• PROBLEM
Take each line of the data that contains the string "Some" and copy it.

• RECORD SET

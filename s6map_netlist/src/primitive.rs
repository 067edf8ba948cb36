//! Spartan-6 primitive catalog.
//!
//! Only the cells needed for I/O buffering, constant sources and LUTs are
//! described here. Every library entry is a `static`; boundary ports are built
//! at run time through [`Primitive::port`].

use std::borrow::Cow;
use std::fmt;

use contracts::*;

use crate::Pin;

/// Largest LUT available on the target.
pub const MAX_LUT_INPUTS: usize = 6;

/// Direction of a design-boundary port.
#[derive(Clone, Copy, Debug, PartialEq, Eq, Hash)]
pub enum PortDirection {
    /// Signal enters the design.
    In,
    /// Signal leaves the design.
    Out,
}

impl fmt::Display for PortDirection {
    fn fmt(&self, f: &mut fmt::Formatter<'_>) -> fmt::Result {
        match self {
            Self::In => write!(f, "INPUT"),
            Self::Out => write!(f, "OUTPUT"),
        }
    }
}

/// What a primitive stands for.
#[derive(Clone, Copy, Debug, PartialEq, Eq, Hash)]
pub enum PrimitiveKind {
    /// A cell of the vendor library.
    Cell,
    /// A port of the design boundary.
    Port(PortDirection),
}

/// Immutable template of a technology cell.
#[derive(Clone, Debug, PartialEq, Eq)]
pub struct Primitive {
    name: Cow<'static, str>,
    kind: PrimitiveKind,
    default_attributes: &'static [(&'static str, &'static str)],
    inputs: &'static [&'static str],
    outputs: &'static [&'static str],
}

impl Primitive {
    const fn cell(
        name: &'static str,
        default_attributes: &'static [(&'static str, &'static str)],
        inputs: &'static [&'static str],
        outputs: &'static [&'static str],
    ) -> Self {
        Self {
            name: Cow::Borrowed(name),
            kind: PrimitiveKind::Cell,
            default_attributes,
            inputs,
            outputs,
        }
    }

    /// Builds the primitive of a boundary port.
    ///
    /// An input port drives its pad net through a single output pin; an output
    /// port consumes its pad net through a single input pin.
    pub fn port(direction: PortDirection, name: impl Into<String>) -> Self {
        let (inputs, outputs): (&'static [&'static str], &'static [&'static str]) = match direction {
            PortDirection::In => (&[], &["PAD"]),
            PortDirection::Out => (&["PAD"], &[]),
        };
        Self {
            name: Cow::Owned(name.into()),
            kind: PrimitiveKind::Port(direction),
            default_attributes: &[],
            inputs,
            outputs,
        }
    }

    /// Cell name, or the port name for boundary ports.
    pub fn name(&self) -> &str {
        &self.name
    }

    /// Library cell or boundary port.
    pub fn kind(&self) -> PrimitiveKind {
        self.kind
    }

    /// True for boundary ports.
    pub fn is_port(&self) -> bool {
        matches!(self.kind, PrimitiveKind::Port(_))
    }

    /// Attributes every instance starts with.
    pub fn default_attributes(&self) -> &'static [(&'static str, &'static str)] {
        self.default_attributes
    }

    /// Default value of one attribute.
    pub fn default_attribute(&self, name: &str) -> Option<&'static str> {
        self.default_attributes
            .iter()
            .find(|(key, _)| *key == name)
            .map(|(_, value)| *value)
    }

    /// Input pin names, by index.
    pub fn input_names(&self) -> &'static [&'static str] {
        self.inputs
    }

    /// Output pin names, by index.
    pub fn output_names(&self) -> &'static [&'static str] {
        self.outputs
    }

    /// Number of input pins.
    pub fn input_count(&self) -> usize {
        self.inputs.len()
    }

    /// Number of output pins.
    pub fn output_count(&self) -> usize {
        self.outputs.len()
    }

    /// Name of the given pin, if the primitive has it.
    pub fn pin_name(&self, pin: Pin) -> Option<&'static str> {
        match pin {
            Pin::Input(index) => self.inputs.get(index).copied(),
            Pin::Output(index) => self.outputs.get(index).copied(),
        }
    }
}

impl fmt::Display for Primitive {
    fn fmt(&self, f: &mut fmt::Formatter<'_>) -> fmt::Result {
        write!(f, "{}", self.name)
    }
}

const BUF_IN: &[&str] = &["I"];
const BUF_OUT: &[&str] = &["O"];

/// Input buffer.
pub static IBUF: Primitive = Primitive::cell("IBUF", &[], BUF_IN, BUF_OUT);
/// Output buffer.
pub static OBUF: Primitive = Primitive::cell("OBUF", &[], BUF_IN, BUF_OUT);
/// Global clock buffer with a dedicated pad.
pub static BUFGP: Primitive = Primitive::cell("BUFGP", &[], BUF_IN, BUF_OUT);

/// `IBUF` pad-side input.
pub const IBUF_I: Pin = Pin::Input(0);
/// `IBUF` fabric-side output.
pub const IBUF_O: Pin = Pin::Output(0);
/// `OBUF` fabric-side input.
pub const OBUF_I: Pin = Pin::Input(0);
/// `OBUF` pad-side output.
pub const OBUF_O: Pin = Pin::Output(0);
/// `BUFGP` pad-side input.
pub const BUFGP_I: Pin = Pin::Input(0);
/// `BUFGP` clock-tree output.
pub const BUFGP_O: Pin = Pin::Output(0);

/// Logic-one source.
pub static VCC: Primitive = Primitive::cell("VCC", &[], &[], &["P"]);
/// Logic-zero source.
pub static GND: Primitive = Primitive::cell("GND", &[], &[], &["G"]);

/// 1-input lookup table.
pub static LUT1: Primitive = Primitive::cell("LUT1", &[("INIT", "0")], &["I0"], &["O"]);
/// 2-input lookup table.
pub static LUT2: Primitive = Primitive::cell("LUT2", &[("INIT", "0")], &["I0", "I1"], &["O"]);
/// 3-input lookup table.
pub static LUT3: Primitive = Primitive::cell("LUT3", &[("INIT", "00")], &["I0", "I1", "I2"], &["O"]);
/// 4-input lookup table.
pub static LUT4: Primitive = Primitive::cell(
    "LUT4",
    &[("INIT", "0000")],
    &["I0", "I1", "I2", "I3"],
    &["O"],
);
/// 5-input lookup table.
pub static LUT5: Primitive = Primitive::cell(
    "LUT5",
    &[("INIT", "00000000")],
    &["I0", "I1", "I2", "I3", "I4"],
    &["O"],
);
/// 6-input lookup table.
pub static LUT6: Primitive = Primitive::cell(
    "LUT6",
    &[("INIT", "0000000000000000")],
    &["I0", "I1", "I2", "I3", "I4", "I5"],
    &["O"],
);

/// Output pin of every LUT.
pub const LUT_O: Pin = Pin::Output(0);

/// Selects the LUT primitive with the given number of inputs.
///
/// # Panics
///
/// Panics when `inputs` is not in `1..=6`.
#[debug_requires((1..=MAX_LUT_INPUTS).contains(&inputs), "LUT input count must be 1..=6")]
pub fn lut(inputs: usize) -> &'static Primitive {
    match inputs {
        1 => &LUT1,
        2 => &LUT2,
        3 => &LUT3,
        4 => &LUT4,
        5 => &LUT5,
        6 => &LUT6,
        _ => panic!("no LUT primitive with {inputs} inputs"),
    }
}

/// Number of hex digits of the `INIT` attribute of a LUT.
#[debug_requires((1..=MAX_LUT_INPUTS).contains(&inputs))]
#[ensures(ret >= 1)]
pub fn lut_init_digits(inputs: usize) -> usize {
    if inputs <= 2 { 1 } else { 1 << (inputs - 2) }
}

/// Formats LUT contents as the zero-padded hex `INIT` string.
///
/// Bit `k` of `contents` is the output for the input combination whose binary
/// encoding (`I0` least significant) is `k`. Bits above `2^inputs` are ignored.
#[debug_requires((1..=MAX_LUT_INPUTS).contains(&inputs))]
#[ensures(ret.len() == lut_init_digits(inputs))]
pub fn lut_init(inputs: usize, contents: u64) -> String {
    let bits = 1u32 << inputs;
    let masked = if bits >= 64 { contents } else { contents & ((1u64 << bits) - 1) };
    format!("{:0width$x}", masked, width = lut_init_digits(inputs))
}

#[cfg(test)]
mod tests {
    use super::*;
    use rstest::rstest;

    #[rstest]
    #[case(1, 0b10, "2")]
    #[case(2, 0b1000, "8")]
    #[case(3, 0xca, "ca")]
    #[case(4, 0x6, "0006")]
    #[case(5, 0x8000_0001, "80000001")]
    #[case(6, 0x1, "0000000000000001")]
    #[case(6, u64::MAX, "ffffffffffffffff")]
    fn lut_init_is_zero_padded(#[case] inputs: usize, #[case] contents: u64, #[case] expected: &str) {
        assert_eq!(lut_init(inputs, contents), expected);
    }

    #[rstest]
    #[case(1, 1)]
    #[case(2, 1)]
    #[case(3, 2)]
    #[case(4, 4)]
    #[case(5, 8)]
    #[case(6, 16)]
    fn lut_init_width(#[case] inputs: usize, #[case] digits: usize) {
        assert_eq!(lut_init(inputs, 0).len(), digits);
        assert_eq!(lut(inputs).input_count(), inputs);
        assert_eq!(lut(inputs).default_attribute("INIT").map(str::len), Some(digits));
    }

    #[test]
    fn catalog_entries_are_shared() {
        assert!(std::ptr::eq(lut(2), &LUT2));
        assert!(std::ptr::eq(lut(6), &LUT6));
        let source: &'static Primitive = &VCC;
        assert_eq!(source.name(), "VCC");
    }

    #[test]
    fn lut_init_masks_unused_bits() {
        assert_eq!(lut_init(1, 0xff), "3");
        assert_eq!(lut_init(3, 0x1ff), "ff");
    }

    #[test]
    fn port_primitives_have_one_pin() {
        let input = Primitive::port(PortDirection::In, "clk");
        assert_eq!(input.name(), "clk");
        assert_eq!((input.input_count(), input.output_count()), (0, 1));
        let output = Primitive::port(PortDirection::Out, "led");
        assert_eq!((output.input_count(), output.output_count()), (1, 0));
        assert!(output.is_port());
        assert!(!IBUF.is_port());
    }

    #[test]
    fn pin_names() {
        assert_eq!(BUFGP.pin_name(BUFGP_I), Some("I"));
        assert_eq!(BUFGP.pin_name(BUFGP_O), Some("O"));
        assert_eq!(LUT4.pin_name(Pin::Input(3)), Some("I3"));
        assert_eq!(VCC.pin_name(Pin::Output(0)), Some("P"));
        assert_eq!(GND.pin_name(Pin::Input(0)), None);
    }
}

• TASK SOLUTION
        assert_eq!(lut(inputs).default_attribute("INIT").map(str::len), Some(digits));
        assert_eq!(BUFGP.pin_name(BUFGP_I), Some("I"));
        assert_eq!(BUFGP.pin_name(BUFGP_O), Some("O"));
        assert_eq!(LUT4.pin_name(Pin::Input(3)), Some("I3"));
        assert_eq!(VCC.pin_name(Pin::Output(0)), Some("P"));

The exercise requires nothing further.